Пьесу велели снять с репертуара.
Андрей Левинсон{172}
Гумилев
Когда несколько месяцев тому назад был замучен и убит Н. С. Гумилев, я не нашел в себе сил рассказать о поэте: негодование и скорбь, чудовищность преступления заслонили на время образ его в интимной простоте и трудовой его обыденности. Впрочем, пафос и торжественность поэтического делания не покидали его и в быту каждодневном. Он не шагал, а выступал истово, с надменной и медлительной важностью; он не беседовал, а вещал наставительно, ровно, без трепета сомнения в голосе. Мерой вещей была для него поэзия; вселенная — материалом для создания образов. Музыка сфер — прообразом стихотворной ритмики. Свое знание о поэзии он считал точным, окончательным; он охотно искал твердых и повелительных формул, любил себя окружать учениками, подмастерьями поэтического цеха, и обучать их догме стихотворного искусства.
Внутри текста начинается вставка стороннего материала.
use crate::run::model::{MetricRow, ResourceRow, Run, RunSummary};

// ---------------------------------------------------------------------------
// Per-run summarizer
// ---------------------------------------------------------------------------

/// Reduce a run's time series to scalar means.
///
/// Every mean skips rows where the underlying value is missing; a column with
/// no present values at all yields `None`. A run with zero rows therefore
/// produces an all-`None` summary rather than an error.
pub fn summarize(run: &Run) -> RunSummary {
    summarize_rows(&run.metrics, &run.resources)
}

pub fn summarize_rows(metrics: &[MetricRow], resources: &[ResourceRow]) -> RunSummary {
    let p50_ms = mean_of(metrics.iter().map(|r| r.p50_ms));
    let p75_ms = mean_of(metrics.iter().map(|r| r.p75_ms));
    let p99_ms = mean_of(metrics.iter().map(|r| r.p99_ms));

    // The blend is the arithmetic mean of the three percentile means, which
    // approximates overall latency. It is undefined when any of the three
    // columns never produced a value.
    let blended_latency_ms = match (p50_ms, p75_ms, p99_ms) {
        (Some(a), Some(b), Some(c)) => Some((a + b + c) / 3.0),
        _ => None,
    };

    RunSummary {
        requests_per_sec: mean_of(metrics.iter().map(|r| r.requests_per_sec)),
        failures_per_sec: mean_of(metrics.iter().map(|r| r.failures_per_sec)),
        responses_per_sec: mean_of(metrics.iter().map(|r| r.responses_per_sec)),
        p50_ms,
        p75_ms,
        p99_ms,
        blended_latency_ms,
        benchmark_cpu_pct: mean_of(resources.iter().map(|r| Some(r.benchmark_cpu_pct))),
        benchmark_mem_mb: mean_of(resources.iter().map(|r| Some(r.benchmark_mem_mb))),
        db_cpu_pct: mean_of(resources.iter().map(|r| Some(r.db_cpu_pct))),
        db_mem_mb: mean_of(resources.iter().map(|r| Some(r.db_mem_mb))),
    }
}

/// Mean over the present values of an optional column; `None` when no value
/// is present.
fn mean_of(values: impl Iterator<Item = Option<f64>>) -> Option<f64> {
    let mut sum = 0.0;
    let mut count = 0usize;
    for v in values.flatten() {
        sum += v;
        count += 1;
    }
    if count == 0 {
        None
    } else {
        Some(sum / count as f64)
    }
}

// ---------------------------------------------------------------------------
// Tests
// ---------------------------------------------------------------------------
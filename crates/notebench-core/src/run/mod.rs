pub mod align;
pub mod discover;
pub mod load;
pub mod model;
pub mod summary;

pub use model::{AlignedRow, MetricRow, ResourceRow, Run, RunSummary};

/// Fixed filename of the request-metrics CSV inside a run directory.
pub const STATS_HISTORY_FILE: &str = "benchmark_stats_history.csv";

/// Fixed filename of the co-located resource-usage CSV.
pub const RESOURCE_USAGE_FILE: &str = "resource_usage.csv";
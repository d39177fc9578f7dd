//! Built-in load harness: executes a [`crate::scenario::Scenario`] against a
//! target backend and writes the two CSVs the reporting pipeline consumes.

use std::time::Duration;

pub mod recorder;
pub mod runner;
pub mod usage;

pub use recorder::{RequestEvent, StatsRecorder, StatsRow};
pub use runner::{run_scenario, HarnessConfig, HarnessOutcome};
pub use usage::ContainerPair;

/// Cadence of stats-history rows and resource samples, matching the source
/// data the reporting pipeline was built against.
pub const FLUSH_INTERVAL: Duration = Duration::from_secs(2);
В последние годы жизни он был чрезвычайно окружен, молодежь тянулась к нему со всех сторон, с восхищением подчиняясь деспотизму молодого мастера, владеющего философским камнем поэзии. В Красном Петрограде стал он наставником целого поколения: университет и пролеткульт равно слали ему прозелитов. Однако не отшлифованные, с педантизмом схемы Гумилева, не рецепты творчества, им преподаваемые, завоевали ему подобную власть над умами. В нем чувствовалось всегда ровное напряжение большой воли, создающей красоту, а сквозь маску педанта с коническим черепом виден был юношеский пыл души, цельной, без щербинки и во многом ребячески-простой. У этого профессора поэзии была душа мальчика, бегущего в мексиканские пампасы, начитавшись Густава Эмара. Поэт-скиталец, поэт-паломник и явился к нам издалека; на обложке первой его книжки — если не считать предварительного, так сказать, поэтического опыта «Пути конквистадоров» — обозначен как место издания Париж. Я был, помнится, первым из русских критиков, с волнением откликнувшихся на эти его «Романтические цветы», потому что был озадачен и привлечен «необщим выражением» маленького сборника{173}
. Насквозь эклектичная книга, где на малом пространстве нескольких десятков страниц сгрудились античность и экзотика, римские галеры и каравеллы Кортеца, сновало многоголосое и разноцветное, как в Левантинском порту, население образов, где русский ямб то уподоблялся патетическому и взбудораженному александрийцу Виктора Гюго, то кованому, насыщенному, как афоризм, стиху Эредиа, то легкой и крепкой восьмисложной строке Теофиля Готье. Гумилев показался мне тогда «французским поэтом на русском языке», царскосел-парижанином, но уже в самом характере воспринятых им воздействий заключалась немалая новизна. Поколение наших символистов черпало импульсы из творчества «проклятых поэтов», из демонической риторики Бодлэра, тайнописи Маллармэ, текучего, аморфного, музыкального лиризма Поля Верлэна, грандиозного бреда Верхарна. Юный Гумилев по внутренней необходимости обратился к тем поэтам, для которых «видимый мир существует». Тогдашний его «круг чтения» предопределяет поэтическую доктрину, вокруг которой он сгруппирует впоследствии важную часть молодых стихотворцев наших. Так подготовляется петербургская пора его деятельности, отмеченная сборниками «Чужое небо» и «Жемчуга»{174}, переводом «Эмалей и Камей» Теофиля Готье и критической работой в «Аполлоне». Однако труженичество и учительство этих лет, литературная борьба с символистами не были плодом столичного писательского быта, кружковой обыденщины. Строй поэтической мысли Гумилева сложился на просторах африканской пустыни, под мерный шаг караванов. Два путешествия в Абиссинию, куда некогда ушел от Европы и от поэзии гениальный юноша Артюр Рэмбо, — до последних дней жизни напитали душу Гумилева воспоминаниями, образами, восторгом. Абиссиния его Эльдорадо, подобное тому, куда четыре века тому назад стремились на крутобоких талионах конквистадоры, которых не уставал во всю свою недолгую жизнь воспевать Гумилев. Пусть русский поэт не искал, как испанские мореплаватели, золотого края или таинственных истоков Нила, та же мечта о безмерной, небывалой, девственной жизни, та же жажда волшебства, неутоленная воля к действию руководила им.И не меньше, чем из примера таких писателей, как Теофиль Готье или Раблэ, из ночных размышлений в палатке где-либо на плоскогорий Харрара возникла поэтическая доктрина акмеизма, объединившая вокруг Гумилева сонм молодых поэтов: О. Мандельштама, Георгия Иванова, М. Зенкевича, других еще.